Classes and interfaces

Perhaps the simplest of all elements, because a DocBlock for a class makes full use of the object-oriented principles that PHP offers and inherits the following information from the superclass (unless overridden):

  • Summary
  • Description
  • The following tags:
    • author
    • copyright
    • package
    • subpackage
    • version

As hinted at in the opening text of this chapter each of the above will only be inherited if the child’s DocBlock does not have the inherited element. So, for example, if the DocBlock of a subclass has a summary then it will not receive the superclass’ summary.

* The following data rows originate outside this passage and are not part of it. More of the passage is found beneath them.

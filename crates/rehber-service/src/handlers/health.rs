//! Health check and banner handlers.

use axum::Json;
use chrono::{DateTime, Utc};
use serde::Serialize;

/// Service name reported by the health check.
pub const SERVICE_NAME: &str = "rehber-service";

/// Banner endpoint map.
#[derive(Debug, Serialize)]
pub struct Endpoints {
    /// Admin API prefix.
    pub admin: &'static str,
    /// Public API prefix.
    pub api: &'static str,
}

/// Banner response.
#[derive(Debug, Serialize)]
pub struct BannerResponse {
    /// Greeting.
    pub message: &'static str,
    /// Service version.
    pub version: &'static str,
    /// Where things live.
    pub endpoints: Endpoints,
}

/// Service banner.
pub async fn root() -> Json<BannerResponse> {
    Json(BannerResponse {
        message: "Knight Rehber API Çalışıyor",
        version: env!("CARGO_PKG_VERSION"),
        endpoints: Endpoints {
            admin: "/api/admin",
            api: "/api",
        },
    })
}

/// Health check response.
#[derive(Debug, Serialize)]
pub struct HealthResponse {
    /// Service status.
    pub status: &'static str,
    /// Human-readable status.
    pub message: &'static str,
    /// Service name.
    pub service: &'static str,
    /// Service version.
    pub version: &'static str,
    /// Server time.
    pub timestamp: DateTime<Utc>,
}

/// Health check endpoint.
pub async fn health() -> Json<HealthResponse> {
    Json(HealthResponse {
        status: "OK",
        message: "Knight Rehber API çalışıyor",
        service: SERVICE_NAME,
        version: env!("CARGO_PKG_VERSION"),
        timestamp: Utc::now(),
    })
}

The @subpackage tag will only be inherited if the parent’s @package matches the @package tag of the subclass; otherwise subpackages would ‘bleed’ through into other packages where they are not desired.

Properties

Inheritance for properties functions similar to classes and interfaces. When a superclass of the current class contains a property with the same name (hence, this property is re-defined) then the following information is inherited from that overridden property:

  • Summary
  • Description
  • The following tags:
    • author
    • copyright
    • version
    • var

As with classes, each of the above will only be inherited if the redefined property’s DocBlock does not have the element that is to be inherited. So, for example, if the DocBlock of the redefined property has a summary then it will not receive the overridden property’s summary.

Methods

Inheritance for methods functions similar to classes and interfaces. When a superclass of the current class contains a method with the same name (hence, this method is re-defined) then the following information is inherited from that overridden method:

  • Summary
  • Description
  • The following tags:
    • author
    • copyright
    • version
    • param
    • return
    • throws

As with classes, each of the above will only be inherited if the redefined method’s DocBlock does not have the element that is to be inherited. So, for example, if the DocBlock of the redefined method has a summary then it will not receive the overridden method’s summary.